WHAT THE EXERCISE ASKS:
Below are the lines to check; count those holding the string "Passed" and give only the number.

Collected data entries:

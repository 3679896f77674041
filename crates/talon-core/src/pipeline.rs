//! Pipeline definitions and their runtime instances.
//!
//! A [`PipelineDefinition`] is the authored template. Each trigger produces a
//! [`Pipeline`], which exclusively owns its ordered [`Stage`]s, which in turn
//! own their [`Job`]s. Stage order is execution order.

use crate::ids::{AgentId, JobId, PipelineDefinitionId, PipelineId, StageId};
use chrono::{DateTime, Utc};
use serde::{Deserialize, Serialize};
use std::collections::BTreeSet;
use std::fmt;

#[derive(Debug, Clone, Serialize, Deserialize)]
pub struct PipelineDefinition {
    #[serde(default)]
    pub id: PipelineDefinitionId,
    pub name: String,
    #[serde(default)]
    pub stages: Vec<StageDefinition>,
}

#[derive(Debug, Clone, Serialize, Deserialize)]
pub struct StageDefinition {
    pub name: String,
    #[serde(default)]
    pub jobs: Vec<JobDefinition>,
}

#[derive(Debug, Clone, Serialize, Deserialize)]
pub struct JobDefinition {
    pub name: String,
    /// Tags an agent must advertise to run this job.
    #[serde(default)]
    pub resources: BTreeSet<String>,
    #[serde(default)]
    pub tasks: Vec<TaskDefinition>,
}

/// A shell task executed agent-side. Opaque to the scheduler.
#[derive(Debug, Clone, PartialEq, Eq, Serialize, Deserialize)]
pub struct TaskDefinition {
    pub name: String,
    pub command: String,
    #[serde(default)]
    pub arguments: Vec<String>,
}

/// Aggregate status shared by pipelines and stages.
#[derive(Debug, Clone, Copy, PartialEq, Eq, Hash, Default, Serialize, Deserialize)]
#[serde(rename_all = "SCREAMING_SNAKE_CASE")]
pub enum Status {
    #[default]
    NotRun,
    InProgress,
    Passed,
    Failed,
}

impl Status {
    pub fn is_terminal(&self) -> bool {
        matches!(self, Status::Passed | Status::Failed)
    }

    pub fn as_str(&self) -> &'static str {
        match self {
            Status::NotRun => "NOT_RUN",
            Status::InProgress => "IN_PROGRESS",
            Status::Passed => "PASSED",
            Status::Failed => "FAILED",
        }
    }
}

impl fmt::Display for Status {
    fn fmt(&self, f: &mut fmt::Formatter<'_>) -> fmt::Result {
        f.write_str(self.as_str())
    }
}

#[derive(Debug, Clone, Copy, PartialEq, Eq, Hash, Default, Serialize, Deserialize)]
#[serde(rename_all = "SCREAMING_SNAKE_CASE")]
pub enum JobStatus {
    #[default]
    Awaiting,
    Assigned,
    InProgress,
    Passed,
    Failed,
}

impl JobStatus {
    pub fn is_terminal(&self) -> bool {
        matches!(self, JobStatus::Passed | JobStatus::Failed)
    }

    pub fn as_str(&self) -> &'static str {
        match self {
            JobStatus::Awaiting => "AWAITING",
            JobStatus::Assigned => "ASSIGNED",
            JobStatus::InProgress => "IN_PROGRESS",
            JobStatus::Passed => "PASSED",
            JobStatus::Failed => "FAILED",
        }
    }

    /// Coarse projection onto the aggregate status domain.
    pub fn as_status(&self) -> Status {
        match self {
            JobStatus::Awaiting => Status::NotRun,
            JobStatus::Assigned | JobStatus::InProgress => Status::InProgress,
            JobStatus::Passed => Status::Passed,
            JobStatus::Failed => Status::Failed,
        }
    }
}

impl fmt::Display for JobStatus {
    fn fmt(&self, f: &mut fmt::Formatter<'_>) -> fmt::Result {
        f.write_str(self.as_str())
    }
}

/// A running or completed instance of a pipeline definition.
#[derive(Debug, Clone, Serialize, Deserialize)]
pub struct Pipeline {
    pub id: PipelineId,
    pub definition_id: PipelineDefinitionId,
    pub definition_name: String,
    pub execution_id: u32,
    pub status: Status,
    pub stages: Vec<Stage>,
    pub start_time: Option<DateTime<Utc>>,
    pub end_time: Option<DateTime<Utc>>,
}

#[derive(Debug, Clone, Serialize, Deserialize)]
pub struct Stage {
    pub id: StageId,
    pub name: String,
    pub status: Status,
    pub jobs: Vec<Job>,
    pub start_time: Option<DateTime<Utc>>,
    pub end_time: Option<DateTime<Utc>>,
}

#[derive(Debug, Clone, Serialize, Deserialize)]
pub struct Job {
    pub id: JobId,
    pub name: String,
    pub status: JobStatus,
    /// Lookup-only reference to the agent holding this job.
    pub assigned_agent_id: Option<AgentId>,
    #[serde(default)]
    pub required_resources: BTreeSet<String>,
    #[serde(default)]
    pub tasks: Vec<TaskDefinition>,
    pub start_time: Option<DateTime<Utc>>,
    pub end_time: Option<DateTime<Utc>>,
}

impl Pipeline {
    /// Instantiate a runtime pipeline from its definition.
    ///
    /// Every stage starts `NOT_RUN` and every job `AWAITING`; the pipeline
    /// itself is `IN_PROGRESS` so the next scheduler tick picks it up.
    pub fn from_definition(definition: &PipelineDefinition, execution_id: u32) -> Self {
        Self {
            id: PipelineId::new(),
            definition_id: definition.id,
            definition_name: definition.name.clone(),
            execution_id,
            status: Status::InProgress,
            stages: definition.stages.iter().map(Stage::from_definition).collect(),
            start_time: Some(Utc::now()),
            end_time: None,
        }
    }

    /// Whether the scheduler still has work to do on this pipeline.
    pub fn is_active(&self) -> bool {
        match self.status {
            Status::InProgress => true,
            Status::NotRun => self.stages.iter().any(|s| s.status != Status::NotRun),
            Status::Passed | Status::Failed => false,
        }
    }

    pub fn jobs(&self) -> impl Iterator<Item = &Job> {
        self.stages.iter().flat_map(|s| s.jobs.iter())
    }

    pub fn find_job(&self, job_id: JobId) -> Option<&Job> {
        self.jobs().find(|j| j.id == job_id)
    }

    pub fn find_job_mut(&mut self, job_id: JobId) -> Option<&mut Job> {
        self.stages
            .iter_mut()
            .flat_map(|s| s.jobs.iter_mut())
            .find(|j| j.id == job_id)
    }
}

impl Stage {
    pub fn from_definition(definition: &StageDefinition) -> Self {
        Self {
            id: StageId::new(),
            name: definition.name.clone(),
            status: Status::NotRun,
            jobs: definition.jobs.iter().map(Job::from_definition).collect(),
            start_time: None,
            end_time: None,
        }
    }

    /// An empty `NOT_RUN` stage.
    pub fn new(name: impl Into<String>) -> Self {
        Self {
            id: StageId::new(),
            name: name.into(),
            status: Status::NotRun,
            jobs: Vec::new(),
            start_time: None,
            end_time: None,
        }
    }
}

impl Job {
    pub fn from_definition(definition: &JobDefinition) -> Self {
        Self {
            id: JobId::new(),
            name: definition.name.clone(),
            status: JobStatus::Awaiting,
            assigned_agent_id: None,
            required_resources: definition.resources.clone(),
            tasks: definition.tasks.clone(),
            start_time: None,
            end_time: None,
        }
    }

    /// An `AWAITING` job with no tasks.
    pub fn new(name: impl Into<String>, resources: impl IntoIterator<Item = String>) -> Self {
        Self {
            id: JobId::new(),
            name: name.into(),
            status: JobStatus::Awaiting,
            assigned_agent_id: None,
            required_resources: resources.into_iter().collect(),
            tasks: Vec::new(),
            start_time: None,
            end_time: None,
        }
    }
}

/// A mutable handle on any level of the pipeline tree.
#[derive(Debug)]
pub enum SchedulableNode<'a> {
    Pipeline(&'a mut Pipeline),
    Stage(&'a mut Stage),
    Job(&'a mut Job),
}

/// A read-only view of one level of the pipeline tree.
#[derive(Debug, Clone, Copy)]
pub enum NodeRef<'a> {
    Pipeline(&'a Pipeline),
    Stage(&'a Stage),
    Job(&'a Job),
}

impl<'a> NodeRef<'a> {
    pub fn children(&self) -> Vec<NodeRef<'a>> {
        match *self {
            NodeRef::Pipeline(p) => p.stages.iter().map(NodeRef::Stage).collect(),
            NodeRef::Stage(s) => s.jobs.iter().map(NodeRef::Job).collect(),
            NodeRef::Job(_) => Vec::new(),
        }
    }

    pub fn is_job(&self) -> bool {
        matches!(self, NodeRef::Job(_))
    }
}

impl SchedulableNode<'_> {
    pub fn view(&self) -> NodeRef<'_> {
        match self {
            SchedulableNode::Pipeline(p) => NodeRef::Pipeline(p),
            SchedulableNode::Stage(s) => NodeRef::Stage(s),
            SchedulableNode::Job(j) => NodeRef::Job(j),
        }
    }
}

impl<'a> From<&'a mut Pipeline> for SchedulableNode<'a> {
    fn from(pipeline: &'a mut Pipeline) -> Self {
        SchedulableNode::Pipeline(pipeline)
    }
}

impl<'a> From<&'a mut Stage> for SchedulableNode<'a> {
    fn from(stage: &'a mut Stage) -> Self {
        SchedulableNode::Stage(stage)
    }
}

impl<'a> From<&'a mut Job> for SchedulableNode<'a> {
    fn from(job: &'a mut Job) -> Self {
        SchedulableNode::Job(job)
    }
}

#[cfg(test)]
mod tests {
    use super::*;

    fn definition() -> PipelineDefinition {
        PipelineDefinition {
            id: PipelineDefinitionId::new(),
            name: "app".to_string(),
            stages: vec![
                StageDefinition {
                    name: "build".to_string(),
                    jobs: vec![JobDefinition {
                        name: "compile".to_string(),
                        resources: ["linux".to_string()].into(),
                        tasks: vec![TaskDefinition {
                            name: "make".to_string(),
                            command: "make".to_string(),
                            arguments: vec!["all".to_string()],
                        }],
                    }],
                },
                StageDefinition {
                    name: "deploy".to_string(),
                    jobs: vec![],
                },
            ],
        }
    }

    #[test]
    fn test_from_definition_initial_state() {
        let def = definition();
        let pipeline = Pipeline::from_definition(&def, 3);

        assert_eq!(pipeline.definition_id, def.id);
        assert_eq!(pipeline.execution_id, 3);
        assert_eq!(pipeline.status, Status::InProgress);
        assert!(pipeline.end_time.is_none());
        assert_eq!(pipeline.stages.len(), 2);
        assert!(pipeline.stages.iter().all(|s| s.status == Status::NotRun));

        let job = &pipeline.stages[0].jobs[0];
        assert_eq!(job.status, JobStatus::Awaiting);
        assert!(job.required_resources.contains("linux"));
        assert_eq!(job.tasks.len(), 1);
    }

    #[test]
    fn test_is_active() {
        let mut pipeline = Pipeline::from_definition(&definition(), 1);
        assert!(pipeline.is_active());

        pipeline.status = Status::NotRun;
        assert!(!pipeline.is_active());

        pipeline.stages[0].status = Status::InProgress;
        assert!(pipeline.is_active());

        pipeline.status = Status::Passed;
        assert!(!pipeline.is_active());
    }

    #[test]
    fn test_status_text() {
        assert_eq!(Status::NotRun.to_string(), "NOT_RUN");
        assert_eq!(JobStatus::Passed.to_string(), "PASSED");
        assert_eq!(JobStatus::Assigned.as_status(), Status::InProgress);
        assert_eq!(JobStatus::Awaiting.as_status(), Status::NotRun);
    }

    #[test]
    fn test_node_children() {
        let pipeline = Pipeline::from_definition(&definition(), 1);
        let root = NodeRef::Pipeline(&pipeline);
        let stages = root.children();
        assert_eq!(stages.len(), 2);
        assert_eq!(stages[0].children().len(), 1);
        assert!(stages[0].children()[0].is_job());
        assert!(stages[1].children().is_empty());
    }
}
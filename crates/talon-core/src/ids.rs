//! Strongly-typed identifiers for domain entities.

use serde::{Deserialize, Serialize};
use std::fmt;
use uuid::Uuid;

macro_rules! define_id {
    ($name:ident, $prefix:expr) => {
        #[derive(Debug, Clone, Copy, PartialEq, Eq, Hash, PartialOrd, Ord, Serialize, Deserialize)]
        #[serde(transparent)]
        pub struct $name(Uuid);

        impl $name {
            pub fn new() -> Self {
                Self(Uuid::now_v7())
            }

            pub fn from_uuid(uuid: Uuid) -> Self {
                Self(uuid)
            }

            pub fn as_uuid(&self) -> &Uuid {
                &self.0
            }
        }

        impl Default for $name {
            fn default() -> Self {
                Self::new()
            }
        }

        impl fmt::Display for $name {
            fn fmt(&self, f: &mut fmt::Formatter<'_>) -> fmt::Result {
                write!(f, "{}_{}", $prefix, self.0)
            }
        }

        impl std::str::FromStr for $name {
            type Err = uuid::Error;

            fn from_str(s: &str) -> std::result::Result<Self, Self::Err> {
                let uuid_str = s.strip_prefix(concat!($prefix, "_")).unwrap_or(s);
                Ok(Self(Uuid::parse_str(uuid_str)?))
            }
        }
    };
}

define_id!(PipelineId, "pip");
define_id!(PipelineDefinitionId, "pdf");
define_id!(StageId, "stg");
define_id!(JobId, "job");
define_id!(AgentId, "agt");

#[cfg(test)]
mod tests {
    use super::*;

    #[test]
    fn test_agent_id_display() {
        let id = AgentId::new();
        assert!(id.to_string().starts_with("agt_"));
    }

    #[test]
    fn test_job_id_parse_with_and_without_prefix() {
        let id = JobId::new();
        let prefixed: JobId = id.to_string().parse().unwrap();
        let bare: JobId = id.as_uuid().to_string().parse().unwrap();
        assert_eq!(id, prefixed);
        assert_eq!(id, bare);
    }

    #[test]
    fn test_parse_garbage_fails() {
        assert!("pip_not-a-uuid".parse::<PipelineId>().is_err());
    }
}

RESPONSE:
10